- Class 30
- Practice 30
- Independent work 120
Advanced machine learning
Lecturers and associates
- Assistant Professor PhD Hrvoje Jerković
- Lovro Sindičić, Instructor
- Assistant Professor PhD Vedrana Vidulin
The objectives of this module are to enable students to:
• Interpret the definition of a range of neural network models.
• Be able to derive and implement optimisation algorithms for these models
• Interpret neural implementations of attention mechanisms and sequence embedding models and how these modular components can be combined to build state-of-the-art NLP systems
• Be able to implement and evaluate common neural network models for language
• Interpret model selection process in order to describe a particular type of data
• Evaluate a learned model in practice
• Interpret the mathematics necessary for constructing novel machine learning solutions
• Be able to design and implement various machine learning algorithms in a range of real-world applications
Students learn to build and maintain machine learning models including deep learning models, today the most important machine learning method used in the world's most important production systems for various tasks. Through this module, students will acquire and implement basic deep learning techniques on examples from natural language processing such as machine translation, sentiment analysis, and recognition of named entities. Also, the module will handle deep and awarded learning.
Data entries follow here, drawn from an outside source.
//! Versioned configuration store.
//!
//! Configs are append-only versioned documents keyed by `(kind, name,
//! version)`; at most one version per `(kind, name)` is active at a time.
//! Activation is a single transaction that deactivates the previous active
//! version and activates the new one; deleting the active version promotes
//! the latest remaining one. The aggregation core only ever reads an
//! already-resolved active snapshot via [`ConfigStore::active_content`].

use std::fmt;
use std::path::Path;

use chrono::Utc;
use rusqlite::{params, Connection, OptionalExtension};
use serde_json::Value;
use thiserror::Error;
use tracing::debug;

/// Configuration kinds.
#[derive(Debug, Clone, Copy, PartialEq, Eq, Hash)]
pub enum ConfigKind {
    Global,
    Report,
}

impl ConfigKind {
    pub fn as_str(&self) -> &'static str {
        match self {
            ConfigKind::Global => "global",
            ConfigKind::Report => "report",
        }
    }

    fn parse(s: &str) -> Option<Self> {
        match s {
            "global" => Some(ConfigKind::Global),
            "report" => Some(ConfigKind::Report),
            _ => None,
        }
    }
}

impl fmt::Display for ConfigKind {
    fn fmt(&self, f: &mut fmt::Formatter<'_>) -> fmt::Result {
        f.write_str(self.as_str())
    }
}

/// Well-known global configuration names.
pub mod global_names {
    pub const PER_CONF: &str = "per_conf";
}

/// One stored configuration version.
#[derive(Debug, Clone, PartialEq)]
pub struct ConfigRecord {
    pub id: i64,
    pub kind: ConfigKind,
    pub name: String,
    pub version: i64,
    pub is_active: bool,
    pub description: String,
    pub created: String,
    pub content: Value,
}

#[derive(Debug, Error)]
pub enum StoreError {
    #[error("sqlite: {0}")]
    Sqlite(#[from] rusqlite::Error),

    #[error("invalid config content: {0}")]
    Json(#[from] serde_json::Error),

    #[error("stored config row {id} has unknown kind '{kind}'")]
    UnknownKind { id: i64, kind: String },

    #[error("no active '{name}' {kind} config object exists")]
    NoActiveConfig { kind: ConfigKind, name: String },

    #[error("'{key}' was not found in the per_conf global config object")]
    MissingPerConfKey { key: String },
}

pub struct ConfigStore {
    conn: Connection,
}

impl ConfigStore {
    pub fn open(path: &Path) -> Result<Self, StoreError> {
        let conn = Connection::open(path)?;
        Self::init_schema(&conn)?;
        Ok(Self { conn })
    }

    pub fn open_in_memory() -> Result<Self, StoreError> {
        let conn = Connection::open_in_memory()?;
        Self::init_schema(&conn)?;
        Ok(Self { conn })
    }

    fn init_schema(conn: &Connection) -> Result<(), StoreError> {
        conn.execute_batch(
            "CREATE TABLE IF NOT EXISTS configs (
                id          INTEGER PRIMARY KEY,
                kind        TEXT NOT NULL,
                name        TEXT NOT NULL,
                version     INTEGER NOT NULL,
                is_active   INTEGER NOT NULL DEFAULT 0,
                description TEXT NOT NULL DEFAULT '',
                created     TEXT NOT NULL,
                content     TEXT NOT NULL,
                UNIQUE (kind, name, version)
            );",
        )?;
        Ok(())
    }

    /// Append a new version for `(kind, name)`. The first version is 0; the
    /// record starts inactive, activation is explicit.
    pub fn create(
        &self,
        kind: ConfigKind,
        name: &str,
        description: &str,
        content: &Value,
    ) -> Result<ConfigRecord, StoreError> {
        let version = self
            .latest(kind, name)?
            .map(|latest| latest.version + 1)
            .unwrap_or(0);
        let created = Utc::now().to_rfc3339();
        self.conn.execute(
            "INSERT INTO configs (kind, name, version, is_active, description, created, content)
             VALUES (?1, ?2, ?3, 0, ?4, ?5, ?6)",
            params![
                kind.as_str(),
                name,
                version,
                description,
                created,
                serde_json::to_string(content)?
            ],
        )?;
        let id = self.conn.last_insert_rowid();
        debug!(kind = %kind, name, version, "created config version");
        Ok(ConfigRecord {
            id,
            kind,
            name: name.to_string(),
            version,
            is_active: false,
            description: description.to_string(),
            created,
            content: content.clone(),
        })
    }

    pub fn get(&self, id: i64) -> Result<Option<ConfigRecord>, StoreError> {
        self.query_one("SELECT * FROM configs WHERE id = ?1", params![id])
    }

    /// The highest version for `(kind, name)`, active or not.
    pub fn latest(&self, kind: ConfigKind, name: &str) -> Result<Option<ConfigRecord>, StoreError> {
        self.query_one(
            "SELECT * FROM configs WHERE kind = ?1 AND name = ?2
             ORDER BY version DESC LIMIT 1",
            params![kind.as_str(), name],
        )
    }

    /// The active version for `(kind, name)`, if any.
    pub fn active(&self, kind: ConfigKind, name: &str) -> Result<Option<ConfigRecord>, StoreError> {
        self.query_one(
            "SELECT * FROM configs WHERE kind = ?1 AND name = ?2 AND is_active = 1",
            params![kind.as_str(), name],
        )
    }

    /// All versions for `(kind, name)`, active first, then newest first.
    pub fn versions(&self, kind: ConfigKind, name: &str) -> Result<Vec<ConfigRecord>, StoreError> {
        let mut stmt = self.conn.prepare(
            "SELECT * FROM configs WHERE kind = ?1 AND name = ?2
             ORDER BY is_active DESC, created DESC",
        )?;
        let rows = stmt.query_map(params![kind.as_str(), name], row_to_record)?;
        let mut out = Vec::new();
        for row in rows {
            out.push(row??);
        }
        Ok(out)
    }

    /// Make `id` the single active version of its `(kind, name)`.
    pub fn activate(&mut self, id: i64) -> Result<(), StoreError> {
        let tx = self.conn.transaction()?;
        let (kind, name): (String, String) = tx.query_row(
            "SELECT kind, name FROM configs WHERE id = ?1",
            params![id],
            |row| Ok((row.get(0)?, row.get(1)?)),
        )?;
        tx.execute(
            "UPDATE configs SET is_active = 0 WHERE kind = ?1 AND name = ?2 AND is_active = 1",
            params![kind, name],
        )?;
        tx.execute("UPDATE configs SET is_active = 1 WHERE id = ?1", params![id])?;
        tx.commit()?;
        debug!(kind = %kind, name = %name, id, "activated config version");
        Ok(())
    }

    /// Replace the stored content of one version (reformatting writes through
    /// here).
    pub fn update_content(&self, id: i64, content: &Value) -> Result<(), StoreError> {
        self.conn.execute(
            "UPDATE configs SET content = ?1 WHERE id = ?2",
            params![serde_json::to_string(content)?, id],
        )?;
        Ok(())
    }

    /// Delete one version. Deleting the active version promotes the latest
    /// remaining version of the same `(kind, name)`.
    pub fn delete(&mut self, id: i64) -> Result<(), StoreError> {
        let Some(record) = self.get(id)? else {
            return Ok(());
        };
        self.conn
            .execute("DELETE FROM configs WHERE id = ?1", params![id])?;
        if record.is_active {
            if let Some(latest) = self.latest(record.kind, &record.name)? {
                self.activate(latest.id)?;
            }
        }
        Ok(())
    }

    /// The schema-unvalidated content of the active `(kind, name)` config, if
    /// one exists. This is the single read the aggregation core consumes.
    pub fn active_content(
        &self,
        kind: ConfigKind,
        name: &str,
    ) -> Result<Option<Value>, StoreError> {
        Ok(self.active(kind, name)?.map(|record| record.content))
    }

    /// Look up `key` in the active `per_conf` global config object.
    ///
    /// Missing store object is an error (the deployment has not been
    /// migrated); a missing key falls back to `default` unless `required`.
    pub fn per_conf_value(
        &self,
        key: &str,
        default: Option<Value>,
        required: bool,
    ) -> Result<Value, StoreError> {
        let per_conf = self
            .active(ConfigKind::Global, global_names::PER_CONF)?
            .ok_or_else(|| StoreError::NoActiveConfig {
                kind: ConfigKind::Global,
                name: global_names::PER_CONF.to_string(),
            })?;
        if let Some(value) = per_conf.content.get(key) {
            return Ok(value.clone());
        }
        if required {
            return Err(StoreError::MissingPerConfKey {
                key: key.to_string(),
            });
        }
        Ok(default.unwrap_or(Value::Null))
    }

    fn query_one(
        &self,
        sql: &str,
        params: impl rusqlite::Params,
    ) -> Result<Option<ConfigRecord>, StoreError> {
        let row = self
            .conn
            .query_row(sql, params, row_to_record)
            .optional()?;
        row.transpose()
    }
}

type RecordResult = Result<ConfigRecord, StoreError>;

fn row_to_record(row: &rusqlite::Row<'_>) -> rusqlite::Result<RecordResult> {
    let id: i64 = row.get("id")?;
    let kind_str: String = row.get("kind")?;
    let content_str: String = row.get("content")?;

    Ok((|| {
        let kind = ConfigKind::parse(&kind_str).ok_or(StoreError::UnknownKind {
            id,
            kind: kind_str.clone(),
        })?;
        let content: Value = serde_json::from_str(&content_str)?;
        Ok(ConfigRecord {
            id,
            kind,
            name: row.get("name")?,
            version: row.get("version")?,
            is_active: row.get::<_, i64>("is_active")? != 0,
            description: row.get("description")?,
            created: row.get("created")?,
            content,
        })
    })())
}

#[cfg(test)]
mod tests {
    use super::*;
    use serde_json::json;

    #[test]
    fn versions_are_append_only_and_start_inactive() {
        let store = ConfigStore::open_in_memory().unwrap();
        let v0 = store
            .create(ConfigKind::Report, "perf", "", &json!({"a": 1}))
            .unwrap();
        let v1 = store
            .create(ConfigKind::Report, "perf", "tweak", &json!({"a": 2}))
            .unwrap();

        assert_eq!(v0.version, 0);
        assert_eq!(v1.version, 1);
        assert!(store.active(ConfigKind::Report, "perf").unwrap().is_none());
        assert_eq!(
            store.latest(ConfigKind::Report, "perf").unwrap().unwrap().id,
            v1.id
        );
    }

    #[test]
    fn activation_deactivates_the_previous_version() {
        let mut store = ConfigStore::open_in_memory().unwrap();
        let v0 = store
            .create(ConfigKind::Report, "perf", "", &json!({"a": 1}))
            .unwrap();
        let v1 = store
            .create(ConfigKind::Report, "perf", "", &json!({"a": 2}))
            .unwrap();

        store.activate(v0.id).unwrap();
        store.activate(v1.id).unwrap();

        let active = store.active(ConfigKind::Report, "perf").unwrap().unwrap();
        assert_eq!(active.id, v1.id);

        let versions = store.versions(ConfigKind::Report, "perf").unwrap();
        assert_eq!(versions.iter().filter(|v| v.is_active).count(), 1);
    }

    #[test]
    fn deleting_the_active_version_promotes_the_latest_remaining() {
        let mut store = ConfigStore::open_in_memory().unwrap();
        let v0 = store
            .create(ConfigKind::Report, "perf", "", &json!({"a": 1}))
            .unwrap();
        let v1 = store
            .create(ConfigKind::Report, "perf", "", &json!({"a": 2}))
            .unwrap();
        store.activate(v1.id).unwrap();

        store.delete(v1.id).unwrap();

        let active = store.active(ConfigKind::Report, "perf").unwrap().unwrap();
        assert_eq!(active.id, v0.id);
    }

    #[test]
    fn active_content_is_none_without_an_active_version() {
        let store = ConfigStore::open_in_memory().unwrap();
        store
            .create(ConfigKind::Report, "perf", "", &json!({"a": 1}))
            .unwrap();
        assert!(store
            .active_content(ConfigKind::Report, "perf")
            .unwrap()
            .is_none());
    }

    #[test]
    fn per_conf_lookup_requires_the_store_object() {
        let mut store = ConfigStore::open_in_memory().unwrap();
        let err = store.per_conf_value("logs_base", None, false).unwrap_err();
        assert!(matches!(err, StoreError::NoActiveConfig { .. }), "got: {err}");

        let per_conf = store
            .create(
                ConfigKind::Global,
                global_names::PER_CONF,
                "",
                &json!({"logs_base": "https://logs.example.org"}),
            )
            .unwrap();
        store.activate(per_conf.id).unwrap();

        assert_eq!(
            store.per_conf_value("logs_base", None, false).unwrap(),
            json!("https://logs.example.org")
        );
        assert_eq!(
            store
                .per_conf_value("missing", Some(json!(42)), false)
                .unwrap(),
            json!(42)
        );
        let err = store.per_conf_value("missing", None, true).unwrap_err();
        assert!(matches!(err, StoreError::MissingPerConfKey { .. }), "got: {err}");
    }

    #[test]
    fn store_survives_reopen_on_disk() {
        let dir = tempfile::tempdir().unwrap();
        let path = dir.path().join("configs.db");

        {
            let mut store = ConfigStore::open(&path).unwrap();
            let v0 = store
                .create(ConfigKind::Report, "perf", "", &json!({"a": 1}))
                .unwrap();
            store.activate(v0.id).unwrap();
        }

        let store = ConfigStore::open(&path).unwrap();
        assert_eq!(
            store.active_content(ConfigKind::Report, "perf").unwrap(),
            Some(json!({"a": 1}))
        );
    }
}
//! Scrape command.

use std::time::Duration;

use console::style;
use indicatif::{ProgressBar, ProgressStyle};

use crate::models::{Job, JobStatus, ScrapeRequest};

use super::super::helpers::AppContext;

pub async fn cmd_scrape(
    ctx: &AppContext,
    campaign_id: &str,
    category: Option<String>,
    subcategory: Option<String>,
    max_clicks: Option<u32>,
    fresh: bool,
    watch: bool,
) -> anyhow::Result<()> {
    let request = ScrapeRequest::new(campaign_id, category, subcategory, max_clicks)?;

    if !fresh {
        if let Some(result) = ctx.orchestrator.cached_result(&request).await {
            println!(
                "{} Cached result for {}",
                style("✓").green(),
                request.cache_key()
            );
            println!("{}", serde_json::to_string_pretty(&result)?);
            return Ok(());
        }
    }

    let job = ctx.orchestrator.submit_scrape(&request).await;
    println!(
        "{} Job {} ({:?}) submitted for {}",
        style("✓").green(),
        job.id,
        job.job_type,
        request.cache_key()
    );

    if !watch {
        println!("  Track it with: promo status {campaign_id}");
        return Ok(());
    }

    let finished = watch_job(ctx, &job.id).await?;
    match finished.status {
        JobStatus::Completed => {
            println!("{} Job {} completed", style("✓").green(), finished.id);
            if let Some(result) = finished.result {
                println!("{}", serde_json::to_string_pretty(&result)?);
            }
            Ok(())
        }
        JobStatus::Failed => {
            let reason = finished.error.unwrap_or_else(|| "unknown".into());
            println!("{} Job {} failed: {}", style("✗").red(), finished.id, reason);
            std::process::exit(1);
        }
        // Terminal statuses only; the watch loop never returns otherwise.
        _ => unreachable!("watch loop returned a non-terminal job"),
    }
}

/// Poll the job until it settles, showing progress on a spinner.
async fn watch_job(ctx: &AppContext, job_id: &str) -> anyhow::Result<Job> {
    let pb = ProgressBar::new_spinner();
    pb.set_style(
        ProgressStyle::default_spinner()
            .template("{spinner:.green} {wide_msg}")
            .unwrap(),
    );
    pb.enable_steady_tick(Duration::from_millis(120));

    loop {
        let Some(job) = ctx.orchestrator.get_job(job_id).await else {
            pb.finish_and_clear();
            anyhow::bail!("job {job_id} disappeared from the scheduler");
        };

        if job.status.is_terminal() {
            pb.finish_and_clear();
            return Ok(job);
        }

        let mut msg = format!("{} [{}]", job.id, job.status.as_str());
        if let Some(ref progress) = job.progress {
            msg.push_str(&format!(" {} items", progress.items));
            if !progress.message.is_empty() {
                msg.push_str(&format!(" ({})", progress.message));
            }
        }
        pb.set_message(msg);

        tokio::time::sleep(Duration::from_secs(2)).await;
    }
}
It is important for students to take this module in order to enable students to deepen their understanding of mathematics and algorithms of deep neural architecture and deep learning, as well as acquire practical knowledge to implement deep learning. Students will acquire the skills of designing deep architecture in TensorFlow, as well as hand-made deep neural networks that can be implemented later in any programming language.
1. Skansi, S. (2018) Introduction to Deep Learning, Cham: Springer International Publishing,
2. Goodfellow, I., Bengio, Y., Courville, A. (2016) Deep Learning (Adaptive Computation and Machine Learning series), Cambridge: MIT Press, available at https://arxiv.org/abs/1609.08144
Minimal learning outcomes
- Define steps in most common basic depth learning algorithms
- Explain changes in information during passage through an artificial neuron.
- Explain impact of different components of deep neural architectures
- Describe steps in selected project based on deep learning architecture for specific business problem.
Preferred learning outcomes
- Explain how the basic depth learning algorithms work.
- Critically judge changes in information during passage through an artificial neuron.
- Evaluate the impact of different components of deep neural architectures.
- Apply the chosen deep learning architecture to the problems.